• [WHAT TO DO] Within the material below, transcribe exactly the lines from the one holding "most relevant first." through the one holding "pub fn completeness(&self)", keeping both ends and skipping the rest.

______

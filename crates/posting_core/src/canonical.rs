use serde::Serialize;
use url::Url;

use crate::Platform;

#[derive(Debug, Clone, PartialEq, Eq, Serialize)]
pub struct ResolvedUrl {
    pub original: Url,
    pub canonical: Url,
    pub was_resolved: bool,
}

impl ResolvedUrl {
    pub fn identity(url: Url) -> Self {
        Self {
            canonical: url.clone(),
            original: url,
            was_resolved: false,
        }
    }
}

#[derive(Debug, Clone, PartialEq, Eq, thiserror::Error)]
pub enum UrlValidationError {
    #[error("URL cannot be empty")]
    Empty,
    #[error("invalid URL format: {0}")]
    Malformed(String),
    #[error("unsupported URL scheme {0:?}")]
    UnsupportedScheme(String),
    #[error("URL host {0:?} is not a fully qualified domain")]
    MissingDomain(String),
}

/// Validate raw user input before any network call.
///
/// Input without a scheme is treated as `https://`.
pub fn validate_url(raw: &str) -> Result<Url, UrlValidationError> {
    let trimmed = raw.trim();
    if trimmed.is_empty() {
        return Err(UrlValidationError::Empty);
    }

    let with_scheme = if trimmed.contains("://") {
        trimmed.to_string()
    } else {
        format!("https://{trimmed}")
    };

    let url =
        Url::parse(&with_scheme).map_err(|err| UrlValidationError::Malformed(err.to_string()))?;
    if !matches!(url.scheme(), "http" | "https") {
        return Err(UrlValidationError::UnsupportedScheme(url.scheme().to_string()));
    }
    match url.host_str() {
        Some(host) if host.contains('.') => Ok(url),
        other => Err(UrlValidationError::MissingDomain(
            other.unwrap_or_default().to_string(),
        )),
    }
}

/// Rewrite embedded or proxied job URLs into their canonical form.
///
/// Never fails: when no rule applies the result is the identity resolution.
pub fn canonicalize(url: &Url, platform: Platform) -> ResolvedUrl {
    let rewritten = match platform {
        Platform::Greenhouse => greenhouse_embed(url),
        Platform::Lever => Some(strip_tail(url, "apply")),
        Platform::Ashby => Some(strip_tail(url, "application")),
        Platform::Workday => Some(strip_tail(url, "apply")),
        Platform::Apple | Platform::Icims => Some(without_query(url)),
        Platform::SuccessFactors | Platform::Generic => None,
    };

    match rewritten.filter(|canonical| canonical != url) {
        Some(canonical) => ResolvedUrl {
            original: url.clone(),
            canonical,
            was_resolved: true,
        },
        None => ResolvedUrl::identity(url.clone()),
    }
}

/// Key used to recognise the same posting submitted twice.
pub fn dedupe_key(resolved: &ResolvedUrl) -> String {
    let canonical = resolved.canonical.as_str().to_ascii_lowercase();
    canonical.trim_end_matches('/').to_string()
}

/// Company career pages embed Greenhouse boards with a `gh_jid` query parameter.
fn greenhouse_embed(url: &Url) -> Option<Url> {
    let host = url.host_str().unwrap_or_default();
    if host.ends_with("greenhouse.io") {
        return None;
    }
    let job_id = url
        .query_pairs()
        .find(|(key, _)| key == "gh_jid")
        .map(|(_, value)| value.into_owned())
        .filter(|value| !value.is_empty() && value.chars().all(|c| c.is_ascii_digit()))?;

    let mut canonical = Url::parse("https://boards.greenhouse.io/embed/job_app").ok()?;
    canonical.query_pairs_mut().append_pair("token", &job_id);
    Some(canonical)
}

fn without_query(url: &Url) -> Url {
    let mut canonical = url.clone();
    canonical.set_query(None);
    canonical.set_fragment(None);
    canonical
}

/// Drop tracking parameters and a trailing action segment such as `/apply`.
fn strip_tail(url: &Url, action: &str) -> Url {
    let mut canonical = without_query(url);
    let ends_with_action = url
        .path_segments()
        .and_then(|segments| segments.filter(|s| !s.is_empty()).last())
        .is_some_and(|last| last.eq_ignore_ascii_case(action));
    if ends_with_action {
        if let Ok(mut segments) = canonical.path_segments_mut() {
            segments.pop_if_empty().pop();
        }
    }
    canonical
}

______

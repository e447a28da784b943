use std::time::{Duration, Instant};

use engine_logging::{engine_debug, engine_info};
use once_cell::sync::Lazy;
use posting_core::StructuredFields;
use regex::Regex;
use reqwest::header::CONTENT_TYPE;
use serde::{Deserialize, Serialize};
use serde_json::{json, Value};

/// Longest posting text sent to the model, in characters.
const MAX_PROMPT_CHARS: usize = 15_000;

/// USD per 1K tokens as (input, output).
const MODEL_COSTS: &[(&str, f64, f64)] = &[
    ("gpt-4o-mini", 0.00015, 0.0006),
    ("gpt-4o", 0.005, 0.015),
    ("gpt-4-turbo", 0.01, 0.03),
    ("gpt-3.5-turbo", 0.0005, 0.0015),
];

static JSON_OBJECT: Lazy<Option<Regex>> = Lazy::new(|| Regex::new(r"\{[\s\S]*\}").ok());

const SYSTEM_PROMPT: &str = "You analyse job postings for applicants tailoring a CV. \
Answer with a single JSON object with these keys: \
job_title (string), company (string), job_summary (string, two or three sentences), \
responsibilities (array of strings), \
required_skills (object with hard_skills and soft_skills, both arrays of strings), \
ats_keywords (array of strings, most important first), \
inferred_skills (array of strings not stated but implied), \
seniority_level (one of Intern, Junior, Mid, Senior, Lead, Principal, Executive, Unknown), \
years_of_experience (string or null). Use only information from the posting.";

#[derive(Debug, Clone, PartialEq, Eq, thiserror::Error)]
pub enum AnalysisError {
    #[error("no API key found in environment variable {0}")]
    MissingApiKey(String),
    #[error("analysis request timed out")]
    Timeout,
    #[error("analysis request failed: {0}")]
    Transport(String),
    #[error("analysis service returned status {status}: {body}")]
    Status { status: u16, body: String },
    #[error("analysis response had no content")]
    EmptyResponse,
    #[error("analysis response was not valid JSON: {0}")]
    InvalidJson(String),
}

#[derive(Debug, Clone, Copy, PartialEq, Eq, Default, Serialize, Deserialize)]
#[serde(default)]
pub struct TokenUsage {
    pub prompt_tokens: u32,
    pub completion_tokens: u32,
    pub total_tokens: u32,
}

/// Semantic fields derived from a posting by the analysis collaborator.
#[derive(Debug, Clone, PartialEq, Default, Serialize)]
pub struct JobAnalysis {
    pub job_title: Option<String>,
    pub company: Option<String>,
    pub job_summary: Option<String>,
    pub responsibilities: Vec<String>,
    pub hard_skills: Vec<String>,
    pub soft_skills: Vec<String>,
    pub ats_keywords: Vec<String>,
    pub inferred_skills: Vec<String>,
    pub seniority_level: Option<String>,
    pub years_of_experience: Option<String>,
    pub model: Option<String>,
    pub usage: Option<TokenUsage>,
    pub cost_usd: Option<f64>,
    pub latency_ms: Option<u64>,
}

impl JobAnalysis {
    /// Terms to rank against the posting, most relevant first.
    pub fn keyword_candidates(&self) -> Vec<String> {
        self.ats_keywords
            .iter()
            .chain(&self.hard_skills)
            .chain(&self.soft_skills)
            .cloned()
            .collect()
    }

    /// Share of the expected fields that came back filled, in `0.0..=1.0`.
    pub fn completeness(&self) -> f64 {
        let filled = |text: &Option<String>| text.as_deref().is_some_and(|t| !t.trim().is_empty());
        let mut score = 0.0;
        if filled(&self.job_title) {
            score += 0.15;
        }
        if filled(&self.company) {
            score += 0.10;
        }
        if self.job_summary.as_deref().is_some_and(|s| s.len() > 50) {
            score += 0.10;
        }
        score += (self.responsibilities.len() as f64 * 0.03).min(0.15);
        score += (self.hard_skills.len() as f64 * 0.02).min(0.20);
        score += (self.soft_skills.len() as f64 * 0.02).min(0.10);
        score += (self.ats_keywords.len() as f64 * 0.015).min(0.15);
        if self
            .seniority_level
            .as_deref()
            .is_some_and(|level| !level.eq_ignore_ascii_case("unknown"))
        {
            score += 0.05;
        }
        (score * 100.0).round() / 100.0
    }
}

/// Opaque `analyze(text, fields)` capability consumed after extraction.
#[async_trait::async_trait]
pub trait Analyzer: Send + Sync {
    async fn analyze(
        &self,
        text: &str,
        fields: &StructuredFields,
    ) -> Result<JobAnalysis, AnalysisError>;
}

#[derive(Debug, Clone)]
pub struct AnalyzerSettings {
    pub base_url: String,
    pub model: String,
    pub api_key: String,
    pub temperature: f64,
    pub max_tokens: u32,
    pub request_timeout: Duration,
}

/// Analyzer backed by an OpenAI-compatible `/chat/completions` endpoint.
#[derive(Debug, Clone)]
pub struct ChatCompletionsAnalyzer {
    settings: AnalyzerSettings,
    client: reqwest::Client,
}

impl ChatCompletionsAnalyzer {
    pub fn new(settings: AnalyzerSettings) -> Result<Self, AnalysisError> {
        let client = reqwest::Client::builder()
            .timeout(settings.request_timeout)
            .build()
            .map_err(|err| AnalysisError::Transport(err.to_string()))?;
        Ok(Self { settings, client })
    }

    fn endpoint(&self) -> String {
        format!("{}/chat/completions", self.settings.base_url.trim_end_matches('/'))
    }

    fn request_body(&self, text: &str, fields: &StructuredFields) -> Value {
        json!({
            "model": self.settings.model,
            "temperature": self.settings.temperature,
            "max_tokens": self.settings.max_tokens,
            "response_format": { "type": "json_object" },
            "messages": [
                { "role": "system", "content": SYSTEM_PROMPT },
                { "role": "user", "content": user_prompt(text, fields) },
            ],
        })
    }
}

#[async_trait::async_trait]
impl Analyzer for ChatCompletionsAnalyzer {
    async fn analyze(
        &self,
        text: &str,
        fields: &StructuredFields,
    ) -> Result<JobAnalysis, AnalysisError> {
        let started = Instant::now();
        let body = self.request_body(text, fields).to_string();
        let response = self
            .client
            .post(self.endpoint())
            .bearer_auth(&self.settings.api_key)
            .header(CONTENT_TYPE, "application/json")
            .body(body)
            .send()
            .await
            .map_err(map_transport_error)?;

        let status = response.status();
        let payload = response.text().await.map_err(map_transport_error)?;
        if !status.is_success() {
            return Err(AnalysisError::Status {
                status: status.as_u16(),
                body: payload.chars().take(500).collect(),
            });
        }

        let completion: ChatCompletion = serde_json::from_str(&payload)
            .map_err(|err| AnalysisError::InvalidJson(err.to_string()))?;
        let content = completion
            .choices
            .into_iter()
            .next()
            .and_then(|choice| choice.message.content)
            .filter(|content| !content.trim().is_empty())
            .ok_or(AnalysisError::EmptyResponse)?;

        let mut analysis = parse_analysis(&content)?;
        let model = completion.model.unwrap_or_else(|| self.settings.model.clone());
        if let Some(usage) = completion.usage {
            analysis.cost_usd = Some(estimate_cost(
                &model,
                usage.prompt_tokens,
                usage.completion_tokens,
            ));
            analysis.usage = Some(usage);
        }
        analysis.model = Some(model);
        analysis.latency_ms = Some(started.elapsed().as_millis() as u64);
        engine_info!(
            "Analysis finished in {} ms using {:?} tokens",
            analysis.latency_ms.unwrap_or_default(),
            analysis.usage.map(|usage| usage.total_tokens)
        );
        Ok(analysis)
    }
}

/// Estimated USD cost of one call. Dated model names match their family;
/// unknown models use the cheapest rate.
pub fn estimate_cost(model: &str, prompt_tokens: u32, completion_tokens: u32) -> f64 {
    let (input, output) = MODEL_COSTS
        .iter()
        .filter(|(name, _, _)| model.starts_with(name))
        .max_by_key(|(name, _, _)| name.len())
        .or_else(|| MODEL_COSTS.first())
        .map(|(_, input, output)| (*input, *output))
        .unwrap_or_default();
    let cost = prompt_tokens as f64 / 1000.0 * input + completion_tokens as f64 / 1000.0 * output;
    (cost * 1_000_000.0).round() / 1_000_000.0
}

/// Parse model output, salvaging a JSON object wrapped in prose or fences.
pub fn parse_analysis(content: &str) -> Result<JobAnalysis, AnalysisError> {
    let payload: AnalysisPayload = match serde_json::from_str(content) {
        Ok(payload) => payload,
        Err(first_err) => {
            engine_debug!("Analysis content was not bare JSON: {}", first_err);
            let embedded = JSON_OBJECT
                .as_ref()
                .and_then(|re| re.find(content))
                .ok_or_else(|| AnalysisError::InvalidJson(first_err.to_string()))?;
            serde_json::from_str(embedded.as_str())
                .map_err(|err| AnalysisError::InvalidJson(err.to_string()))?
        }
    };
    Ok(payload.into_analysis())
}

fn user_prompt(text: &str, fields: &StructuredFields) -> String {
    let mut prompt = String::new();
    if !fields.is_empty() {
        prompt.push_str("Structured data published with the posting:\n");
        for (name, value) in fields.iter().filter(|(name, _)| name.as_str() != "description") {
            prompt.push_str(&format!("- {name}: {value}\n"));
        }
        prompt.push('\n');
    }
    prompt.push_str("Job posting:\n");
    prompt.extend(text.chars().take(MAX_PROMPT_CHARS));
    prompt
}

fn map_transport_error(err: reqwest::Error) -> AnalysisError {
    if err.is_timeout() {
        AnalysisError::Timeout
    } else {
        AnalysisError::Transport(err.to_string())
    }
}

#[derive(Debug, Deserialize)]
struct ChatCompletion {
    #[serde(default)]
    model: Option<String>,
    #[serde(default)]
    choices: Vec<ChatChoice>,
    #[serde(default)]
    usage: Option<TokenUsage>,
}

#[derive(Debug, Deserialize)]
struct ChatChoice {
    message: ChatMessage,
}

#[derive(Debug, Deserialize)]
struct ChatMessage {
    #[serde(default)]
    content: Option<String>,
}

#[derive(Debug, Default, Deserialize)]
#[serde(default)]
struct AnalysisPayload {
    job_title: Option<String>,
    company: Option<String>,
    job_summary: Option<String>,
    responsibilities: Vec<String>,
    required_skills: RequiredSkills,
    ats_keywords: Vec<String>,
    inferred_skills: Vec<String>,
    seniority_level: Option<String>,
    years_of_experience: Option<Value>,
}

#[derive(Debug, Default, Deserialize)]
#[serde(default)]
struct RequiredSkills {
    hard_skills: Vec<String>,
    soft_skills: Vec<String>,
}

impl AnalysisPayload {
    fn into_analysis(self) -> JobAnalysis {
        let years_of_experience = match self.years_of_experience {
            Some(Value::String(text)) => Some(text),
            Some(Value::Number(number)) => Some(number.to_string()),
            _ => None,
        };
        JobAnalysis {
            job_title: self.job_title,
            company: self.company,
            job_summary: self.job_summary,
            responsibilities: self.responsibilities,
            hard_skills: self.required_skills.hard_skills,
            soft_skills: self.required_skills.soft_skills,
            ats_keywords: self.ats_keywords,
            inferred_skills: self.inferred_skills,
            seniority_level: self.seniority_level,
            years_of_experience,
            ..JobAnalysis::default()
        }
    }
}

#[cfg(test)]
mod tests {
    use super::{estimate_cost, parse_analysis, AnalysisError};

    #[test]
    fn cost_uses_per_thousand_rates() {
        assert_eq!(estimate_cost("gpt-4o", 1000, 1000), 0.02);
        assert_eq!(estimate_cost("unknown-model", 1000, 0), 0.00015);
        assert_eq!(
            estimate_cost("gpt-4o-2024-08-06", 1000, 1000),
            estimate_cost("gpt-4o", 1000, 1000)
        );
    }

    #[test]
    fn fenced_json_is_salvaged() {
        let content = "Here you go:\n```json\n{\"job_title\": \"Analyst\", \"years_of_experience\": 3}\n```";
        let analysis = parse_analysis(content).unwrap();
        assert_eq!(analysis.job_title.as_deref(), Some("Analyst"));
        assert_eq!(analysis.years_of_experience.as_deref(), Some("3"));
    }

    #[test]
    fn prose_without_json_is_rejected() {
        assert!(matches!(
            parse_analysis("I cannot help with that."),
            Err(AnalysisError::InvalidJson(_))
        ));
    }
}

______

• [EXPECTED OUTPUT]
    /// Terms to rank against the posting, most relevant first.
    pub fn keyword_candidates(&self) -> Vec<String> {
        self.ats_keywords
            .iter()
            .chain(&self.hard_skills)
            .chain(&self.soft_skills)
            .cloned()
            .collect()
    }

    /// Share of the expected fields that came back filled, in `0.0..=1.0`.
    pub fn completeness(&self) -> f64 {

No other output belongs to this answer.